[Problem]
Show, in full, each line of the data that contains "must".

[The data]
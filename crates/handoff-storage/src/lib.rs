//! Bundle storage shared by the jobs of one workflow run.
//!
//! Jobs in a release transaction share no memory or filesystem with each
//! other; the only thing they share is a run-scoped blob store. This crate
//! provides the [`BlobChannel`] trait over that store and two
//! implementations: [`FileBlobStore`], a directory per bundle, and
//! [`MemoryBlobStore`] for tests and single-process use.
//!
//! # Example
//!
//! ```
//! use handoff_storage::{BlobChannel, BlobEntry, MemoryBlobStore};
//!
//! let store = MemoryBlobStore::new();
//! store.put("handoff-session", &[BlobEntry::new("session.json", b"{}".to_vec())]).expect("put");
//!
//! assert_eq!(store.list().expect("list"), vec!["handoff-session".to_string()]);
//! let entries = store.get("handoff-session").expect("get").expect("present");
//! assert_eq!(entries[0].data, b"{}");
//! ```

use std::collections::BTreeMap;
use std::path::{Path, PathBuf};
use std::sync::{Arc, Mutex};

use anyhow::{Context, Result, bail};
use serde::{Deserialize, Serialize};

/// Environment variable naming the bundle store directory
pub const BLOB_DIR_ENV: &str = "HANDOFF_BLOB_DIR";

/// Default bundle store directory, relative to the working directory
pub const DEFAULT_BLOB_DIR: &str = ".handoff/blobs";

/// One file inside a bundle.
#[derive(Debug, Clone, PartialEq, Eq)]
pub struct BlobEntry {
    /// File name inside the bundle (a basename, never a path)
    pub name: String,
    pub data: Vec<u8>,
}

impl BlobEntry {
    pub fn new(name: impl Into<String>, data: Vec<u8>) -> Self {
        Self {
            name: name.into(),
            data,
        }
    }
}

/// Named put/list/get of opaque file bundles visible to later jobs.
///
/// Putting a bundle under an existing name replaces it: readers see the most
/// recently registered bundle of that name.
pub trait BlobChannel: Send + Sync {
    /// Store `entries` as the bundle `name`
    fn put(&self, name: &str, entries: &[BlobEntry]) -> Result<()>;

    /// Names of all bundles currently stored
    fn list(&self) -> Result<Vec<String>>;

    /// Fetch a bundle, or `None` when no bundle has that name
    fn get(&self, name: &str) -> Result<Option<Vec<BlobEntry>>>;

    /// Human-readable location for log messages
    fn location(&self) -> String;

    /// Names of all bundles starting with `prefix`
    fn list_prefixed(&self, prefix: &str) -> Result<Vec<String>> {
        Ok(self
            .list()?
            .into_iter()
            .filter(|name| name.starts_with(prefix))
            .collect())
    }
}

/// Reject names that would escape the store or collide with staging dirs.
pub fn validate_bundle_name(name: &str) -> Result<()> {
    if name.is_empty() {
        bail!("bundle name must not be empty");
    }
    if name.starts_with('.') {
        bail!("bundle name must not start with '.': {name}");
    }
    if name.contains(['/', '\\']) {
        bail!("bundle name must not contain path separators: {name}");
    }
    Ok(())
}

fn validate_entry_name(name: &str) -> Result<()> {
    if name.is_empty() || name == "." || name == ".." || name.contains(['/', '\\']) {
        bail!("bundle entry must be a plain file name: {name:?}");
    }
    Ok(())
}

/// Bundle store configuration (the `[storage]` table of `.handoff.toml`)
#[derive(Debug, Clone, Default, PartialEq, Eq, Serialize, Deserialize)]
pub struct StorageConfig {
    /// Directory holding one sub-directory per bundle
    #[serde(default, skip_serializing_if = "Option::is_none")]
    pub dir: Option<PathBuf>,
}

impl StorageConfig {
    pub fn new(dir: impl Into<PathBuf>) -> Self {
        Self {
            dir: Some(dir.into()),
        }
    }

    /// Resolve the store directory: `HANDOFF_BLOB_DIR`, then this config,
    /// then [`DEFAULT_BLOB_DIR`].
    pub fn resolve_dir(&self) -> PathBuf {
        if let Some(dir) = std::env::var_os(BLOB_DIR_ENV).filter(|v| !v.is_empty()) {
            return PathBuf::from(dir);
        }
        self.dir
            .clone()
            .unwrap_or_else(|| PathBuf::from(DEFAULT_BLOB_DIR))
    }
}

/// Build the bundle store described by `config`.
pub fn build_blob_store(config: &StorageConfig) -> Box<dyn BlobChannel> {
    Box::new(FileBlobStore::new(config.resolve_dir()))
}

/// Filesystem-backed bundle store: `<root>/<bundle>/<entry>`.
#[derive(Debug, Clone)]
pub struct FileBlobStore {
    root: PathBuf,
}

impl FileBlobStore {
    pub fn new(root: PathBuf) -> Self {
        Self { root }
    }

    pub fn root(&self) -> &Path {
        &self.root
    }

    fn bundle_dir(&self, name: &str) -> PathBuf {
        self.root.join(name)
    }

    fn ensure_root(&self) -> Result<()> {
        if !self.root.exists() {
            std::fs::create_dir_all(&self.root)
                .with_context(|| format!("failed to create directory: {}", self.root.display()))?;
        }
        Ok(())
    }
}

impl BlobChannel for FileBlobStore {
    fn put(&self, name: &str, entries: &[BlobEntry]) -> Result<()> {
        validate_bundle_name(name)?;
        for entry in entries {
            validate_entry_name(&entry.name)?;
        }
        self.ensure_root()?;

        // Stage the whole bundle, then swap it in with a rename.
        let staging = self
            .root
            .join(format!(".{name}.{}.tmp", uuid::Uuid::new_v4().simple()));
        std::fs::create_dir_all(&staging)
            .with_context(|| format!("failed to create directory: {}", staging.display()))?;
        for entry in entries {
            let path = staging.join(&entry.name);
            std::fs::write(&path, &entry.data)
                .with_context(|| format!("failed to write file: {}", path.display()))?;
        }

        let target = self.bundle_dir(name);
        if target.exists() {
            std::fs::remove_dir_all(&target)
                .with_context(|| format!("failed to replace bundle: {}", target.display()))?;
        }
        std::fs::rename(&staging, &target)
            .with_context(|| format!("failed to rename bundle to: {}", target.display()))?;

        Ok(())
    }

    fn list(&self) -> Result<Vec<String>> {
        if !self.root.exists() {
            return Ok(Vec::new());
        }

        let mut names = Vec::new();
        let dir = std::fs::read_dir(&self.root)
            .with_context(|| format!("failed to read directory: {}", self.root.display()))?;
        for entry in dir {
            let entry = entry?;
            if !entry.file_type()?.is_dir() {
                continue;
            }
            if let Some(name) = entry.file_name().to_str() {
                if !name.starts_with('.') {
                    names.push(name.to_string());
                }
            }
        }
        names.sort();
        Ok(names)
    }

    fn get(&self, name: &str) -> Result<Option<Vec<BlobEntry>>> {
        validate_bundle_name(name)?;
        let dir = self.bundle_dir(name);
        if !dir.is_dir() {
            return Ok(None);
        }

        let mut entries = Vec::new();
        let listing = std::fs::read_dir(&dir)
            .with_context(|| format!("failed to read bundle: {}", dir.display()))?;
        for file in listing {
            let file = file?;
            if !file.file_type()?.is_file() {
                continue;
            }
            let path = file.path();
            let data = std::fs::read(&path)
                .with_context(|| format!("failed to read file: {}", path.display()))?;
            entries.push(BlobEntry::new(
                file.file_name().to_string_lossy().into_owned(),
                data,
            ));
        }
        entries.sort_by(|a, b| a.name.cmp(&b.name));
        Ok(Some(entries))
    }

    fn location(&self) -> String {
        self.root.display().to_string()
    }
}

/// In-process bundle store. Clones share the same bundles.
#[derive(Debug, Clone, Default)]
pub struct MemoryBlobStore {
    bundles: Arc<Mutex<BTreeMap<String, Vec<BlobEntry>>>>,
}

impl MemoryBlobStore {
    pub fn new() -> Self {
        Self::default()
    }

    fn lock(&self) -> Result<std::sync::MutexGuard<'_, BTreeMap<String, Vec<BlobEntry>>>> {
        self.bundles
            .lock()
            .map_err(|_| anyhow::anyhow!("blob store lock poisoned"))
    }
}

impl BlobChannel for MemoryBlobStore {
    fn put(&self, name: &str, entries: &[BlobEntry]) -> Result<()> {
        validate_bundle_name(name)?;
        for entry in entries {
            validate_entry_name(&entry.name)?;
        }
        self.lock()?.insert(name.to_string(), entries.to_vec());
        Ok(())
    }

    fn list(&self) -> Result<Vec<String>> {
        Ok(self.lock()?.keys().cloned().collect())
    }

    fn get(&self, name: &str) -> Result<Option<Vec<BlobEntry>>> {
        Ok(self.lock()?.get(name).cloned())
    }

    fn location(&self) -> String {
        "memory".to_string()
    }
}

[Exercise solution]
        bail!("bundle name must not be empty");
        bail!("bundle name must not start with '.': {name}");
        bail!("bundle name must not contain path separators: {name}");
        bail!("bundle entry must be a plain file name: {name:?}");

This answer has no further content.